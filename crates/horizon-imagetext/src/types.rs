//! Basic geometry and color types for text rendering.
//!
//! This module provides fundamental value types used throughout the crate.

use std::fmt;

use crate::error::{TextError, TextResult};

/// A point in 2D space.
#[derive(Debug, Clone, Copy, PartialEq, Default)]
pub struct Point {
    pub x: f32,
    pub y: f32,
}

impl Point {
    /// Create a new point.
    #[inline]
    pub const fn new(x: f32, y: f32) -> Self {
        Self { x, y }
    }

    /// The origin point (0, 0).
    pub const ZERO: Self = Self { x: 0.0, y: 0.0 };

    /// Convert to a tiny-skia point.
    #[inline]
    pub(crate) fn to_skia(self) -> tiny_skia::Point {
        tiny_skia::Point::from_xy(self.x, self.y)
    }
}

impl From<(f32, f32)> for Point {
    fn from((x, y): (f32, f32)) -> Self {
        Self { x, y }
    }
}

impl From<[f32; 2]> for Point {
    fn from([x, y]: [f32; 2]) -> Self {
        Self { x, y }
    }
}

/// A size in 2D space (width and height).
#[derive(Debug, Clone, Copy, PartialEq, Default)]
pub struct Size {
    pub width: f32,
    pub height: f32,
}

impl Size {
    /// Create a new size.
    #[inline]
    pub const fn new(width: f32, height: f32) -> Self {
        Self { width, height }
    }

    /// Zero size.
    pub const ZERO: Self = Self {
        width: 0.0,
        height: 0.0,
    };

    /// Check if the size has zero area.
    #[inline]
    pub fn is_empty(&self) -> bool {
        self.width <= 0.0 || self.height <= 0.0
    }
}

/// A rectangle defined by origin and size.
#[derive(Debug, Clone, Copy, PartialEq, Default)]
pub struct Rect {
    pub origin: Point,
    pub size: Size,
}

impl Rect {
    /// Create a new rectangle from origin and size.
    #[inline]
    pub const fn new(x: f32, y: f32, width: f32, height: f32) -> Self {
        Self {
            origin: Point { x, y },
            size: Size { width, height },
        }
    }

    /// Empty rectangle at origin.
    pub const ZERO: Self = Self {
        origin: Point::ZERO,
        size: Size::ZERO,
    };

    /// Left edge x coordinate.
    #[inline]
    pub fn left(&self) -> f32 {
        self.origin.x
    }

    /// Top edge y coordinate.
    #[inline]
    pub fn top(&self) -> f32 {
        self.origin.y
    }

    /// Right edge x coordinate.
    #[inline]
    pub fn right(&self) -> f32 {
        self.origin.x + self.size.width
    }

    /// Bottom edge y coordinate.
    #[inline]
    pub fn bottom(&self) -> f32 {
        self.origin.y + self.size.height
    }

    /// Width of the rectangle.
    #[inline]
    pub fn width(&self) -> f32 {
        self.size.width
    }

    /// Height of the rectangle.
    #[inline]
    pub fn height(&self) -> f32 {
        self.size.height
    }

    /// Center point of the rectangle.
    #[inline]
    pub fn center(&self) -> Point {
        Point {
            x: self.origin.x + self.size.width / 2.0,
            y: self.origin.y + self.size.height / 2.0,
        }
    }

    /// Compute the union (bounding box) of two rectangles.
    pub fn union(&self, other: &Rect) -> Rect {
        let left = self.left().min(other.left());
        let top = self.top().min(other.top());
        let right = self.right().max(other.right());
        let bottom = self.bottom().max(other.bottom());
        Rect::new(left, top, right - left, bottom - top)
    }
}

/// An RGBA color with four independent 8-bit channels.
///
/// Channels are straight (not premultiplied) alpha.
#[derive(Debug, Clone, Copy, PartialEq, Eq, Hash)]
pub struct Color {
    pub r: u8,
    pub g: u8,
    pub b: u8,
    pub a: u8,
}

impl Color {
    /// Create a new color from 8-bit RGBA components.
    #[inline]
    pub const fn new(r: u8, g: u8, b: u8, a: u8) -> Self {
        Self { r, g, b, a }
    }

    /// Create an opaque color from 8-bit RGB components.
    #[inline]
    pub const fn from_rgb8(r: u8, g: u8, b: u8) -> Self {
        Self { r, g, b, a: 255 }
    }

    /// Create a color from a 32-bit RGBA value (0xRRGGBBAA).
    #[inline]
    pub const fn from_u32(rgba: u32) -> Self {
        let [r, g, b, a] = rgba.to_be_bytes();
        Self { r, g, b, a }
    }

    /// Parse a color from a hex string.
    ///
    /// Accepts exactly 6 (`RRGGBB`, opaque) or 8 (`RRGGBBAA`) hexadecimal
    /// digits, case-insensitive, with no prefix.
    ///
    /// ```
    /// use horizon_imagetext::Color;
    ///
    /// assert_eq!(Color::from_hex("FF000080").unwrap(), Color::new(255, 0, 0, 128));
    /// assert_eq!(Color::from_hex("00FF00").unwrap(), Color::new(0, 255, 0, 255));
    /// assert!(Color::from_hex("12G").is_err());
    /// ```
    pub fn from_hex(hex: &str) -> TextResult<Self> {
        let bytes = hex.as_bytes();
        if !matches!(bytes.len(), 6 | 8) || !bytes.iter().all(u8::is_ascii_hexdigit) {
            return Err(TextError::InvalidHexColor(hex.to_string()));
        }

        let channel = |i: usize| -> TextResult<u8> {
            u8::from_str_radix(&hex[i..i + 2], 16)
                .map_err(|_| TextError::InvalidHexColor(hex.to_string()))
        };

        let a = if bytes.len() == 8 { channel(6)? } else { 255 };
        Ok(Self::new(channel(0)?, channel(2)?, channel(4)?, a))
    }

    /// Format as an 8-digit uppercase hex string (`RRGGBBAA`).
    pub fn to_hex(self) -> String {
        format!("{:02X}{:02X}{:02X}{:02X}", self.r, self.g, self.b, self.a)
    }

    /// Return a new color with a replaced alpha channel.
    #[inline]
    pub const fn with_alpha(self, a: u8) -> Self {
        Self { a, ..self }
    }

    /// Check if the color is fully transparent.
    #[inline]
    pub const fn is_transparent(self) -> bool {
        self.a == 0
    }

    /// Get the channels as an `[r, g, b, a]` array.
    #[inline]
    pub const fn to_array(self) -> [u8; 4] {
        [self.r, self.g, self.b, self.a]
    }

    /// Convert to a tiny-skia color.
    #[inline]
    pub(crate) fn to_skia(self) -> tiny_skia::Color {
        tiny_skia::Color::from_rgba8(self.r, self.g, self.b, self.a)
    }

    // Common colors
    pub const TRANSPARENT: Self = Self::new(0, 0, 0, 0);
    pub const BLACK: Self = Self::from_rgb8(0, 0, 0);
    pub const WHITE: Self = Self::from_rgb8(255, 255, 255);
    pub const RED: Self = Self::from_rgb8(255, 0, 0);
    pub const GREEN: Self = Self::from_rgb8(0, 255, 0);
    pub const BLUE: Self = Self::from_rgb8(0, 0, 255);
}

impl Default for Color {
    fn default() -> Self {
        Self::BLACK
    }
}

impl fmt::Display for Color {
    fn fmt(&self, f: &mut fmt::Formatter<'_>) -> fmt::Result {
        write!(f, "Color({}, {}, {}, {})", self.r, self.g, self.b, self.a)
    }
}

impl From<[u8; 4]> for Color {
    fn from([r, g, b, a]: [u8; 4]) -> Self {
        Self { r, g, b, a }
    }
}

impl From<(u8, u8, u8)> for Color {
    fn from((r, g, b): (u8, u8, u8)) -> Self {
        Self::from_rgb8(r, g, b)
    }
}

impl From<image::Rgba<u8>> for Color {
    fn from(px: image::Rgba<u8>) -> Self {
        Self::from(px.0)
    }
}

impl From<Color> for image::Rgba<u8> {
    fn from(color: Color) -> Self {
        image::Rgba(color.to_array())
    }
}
====
Problem requirements =
For every line above that includes the word "impl", return the line.

Answer section =
impl Point {
impl From<(f32, f32)> for Point {
impl From<[f32; 2]> for Point {
impl Size {
impl Rect {
impl Color {
impl Default for Color {
impl fmt::Display for Color {
impl From<[u8; 4]> for Color {
impl From<(u8, u8, u8)> for Color {
impl From<image::Rgba<u8>> for Color {
impl From<Color> for image::Rgba<u8> {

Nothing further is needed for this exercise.